From babies to centenarians, New Zealanders turned out in their thousands yesterday to remember their forebears who died in wars.
In Christchurch, former air force engineer Bill Mitchell, 103, led the dawn parade in a United States Army jeep, supported by five generations of his family.
At Mercury Bay on the Coromandel Peninsula, 5-month-old Ruby Kennedy cuddled next to the medals on the jacket of her father Michael Kennedy, a warrant officer physical training instructor in the navy.
And at Mataura in Southland, 82-year-old veteran Alex Deans collapsed in a bitterly cold dawn service. He was caught by bystanders before he fell, taken to Gore Hospital, and returned to the Mataura RSA in time for a cooked breakfast and rum.
Big crowds continued a renewed interest in Anzac Day, a feature of the Gallipoli centenary last year.
War historian Ian McGibbon said interest in Gallipoli as a symbol of New Zealand nationhood had been growing since the 1980s as "a reaction to Britain turning against New Zealand in the 1970s" - when Britain joined the European Union and ended its special trade relationship.
"Gallipoli was not of great interest to New Zealand up to 1980. [Author] Maurice Shadbolt popularised it, and we sort of followed Australia, and it gradually increased," he said.
"Australia took 50 90-year-olds to Gallipoli in 1990. I think that caught the imagination. Young kids started to recognise granddad's service.
"This has been building, not just in the last few years."
Governor-General Sir Jerry Mateparae told the Wellington service about his own grandfathers.
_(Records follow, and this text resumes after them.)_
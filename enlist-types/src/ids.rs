//! Account identifiers.
//!
//! Uses UUID v7 so account ids sort by signup time. Stores break ties
//! between equal join timestamps on the id.

use crate::{Error, Result};
use serde::{Deserialize, Serialize};
use std::fmt;
use std::str::FromStr;
use uuid::Uuid;

/// Identifier of an account, stored as its hyphenated UUID text.
#[derive(Debug, Clone, Copy, PartialEq, Eq, Hash, PartialOrd, Ord, Serialize, Deserialize)]
#[serde(transparent)]
pub struct AccountId(Uuid);

impl AccountId {
    /// Allocates the id for an account signing up now.
    #[must_use]
    pub fn new() -> Self {
        Self(Uuid::now_v7())
    }

    /// Parses an id read back from storage or typed by an operator.
    pub fn parse(s: &str) -> Result<Self> {
        Uuid::parse_str(s).map(Self).map_err(Error::InvalidUuid)
    }
}

impl Default for AccountId {
    fn default() -> Self {
        Self::new()
    }
}

impl fmt::Display for AccountId {
    fn fmt(&self, f: &mut fmt::Formatter<'_>) -> fmt::Result {
        write!(f, "{}", self.0)
    }
}

impl FromStr for AccountId {
    type Err = Error;

    fn from_str(s: &str) -> Result<Self> {
        Self::parse(s)
    }
}
//! Error types for the registration workflow.

use crate::validation::FieldError;
use enlist_store::StoreError;
use thiserror::Error;

/// Result type for registration operations.
pub type RegistrationResult<T> = Result<T, RegistrationError>;

/// Errors surfaced by [`crate::RegistrationService`].
#[derive(Debug, Error)]
pub enum RegistrationError {
    /// The identity store failed.
    #[error("store error: {0}")]
    Store(#[from] StoreError),

    /// The activation email could not be handed to the transport.
    /// The account it was meant for has already been created.
    #[error("mail error: {0}")]
    Mail(#[from] MailError),

    /// The signup form failed validation.
    #[error("invalid signup: {}", describe(.0))]
    Invalid(Vec<FieldError>),

    /// No active account uses this email address.
    #[error("no active account uses this email address")]
    UnknownEmail,

    /// The account's password cannot be reset.
    #[error("the account for this email address cannot reset its password")]
    UnusablePassword,
}

/// Errors from a [`crate::Mailer`].
#[derive(Debug, Error)]
pub enum MailError {
    /// Writing the message failed.
    #[error("IO error: {0}")]
    Io(#[from] std::io::Error),

    /// The transport refused the message.
    #[error("message rejected: {0}")]
    Rejected(String),
}

/// Errors loading or validating configuration.
#[derive(Debug, Error)]
pub enum ConfigError {
    /// The config file could not be read.
    #[error("failed to read config: {0}")]
    Io(#[from] std::io::Error),

    /// The config file is not valid TOML for this schema.
    #[error("failed to parse config: {0}")]
    Parse(#[from] toml::de::Error),

    /// A value is out of range.
    #[error("invalid config: {0}")]
    Invalid(String),
}

fn describe(errors: &[FieldError]) -> String {
    errors
        .iter()
        .map(ToString::to_string)
        .collect::<Vec<_>>()
        .join("; ")
}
"One of them fought at Gallipoli and then went on to serve on the Western Front. The other also served on the Western Front. Both were wounded, repatriated and medically discharged before the end of the war," he said.
"What we all share in our histories is a tragic legacy of armed conflict and war. Surely we wish it were otherwise. Surely, our hope is that there will be a time when war and conflict are consigned to history."
At the Auckland War Memorial Museum, Turkish exchange student Yigit Can Kaya, 18, delivered the Anzac dedication only days after arriving from Istanbul for a two-week exchange at Rangitoto College.
He told a hushed crowd that he cast his mind to those young men who had lost their lives in war from his school.
"Taking part certainly made me think about the students from our school who fought and died and it made me think it could have been me."
At Gallipoli in Turkey, hundreds of New Zealanders and Australians slept out at the site of the April 1915 engagement, where 2779 New Zealanders were among 130,000 who died in an ill-fated British attempt to capture Turkish ground.
New Zealand and Australian soldiers marked Anzac Day with a dawn service in a specially constructed blast-resistant memorial in the Taji military base in Iraq, where 300 Australian and 100 Kiwi soldiers are training Iraqi troops.
Soldiers mingled briefly for a customary gunfire breakfast afterwards, but without the traditional ration of rum in their coffee because of an alcohol ban apparently imposed by the Kiwis.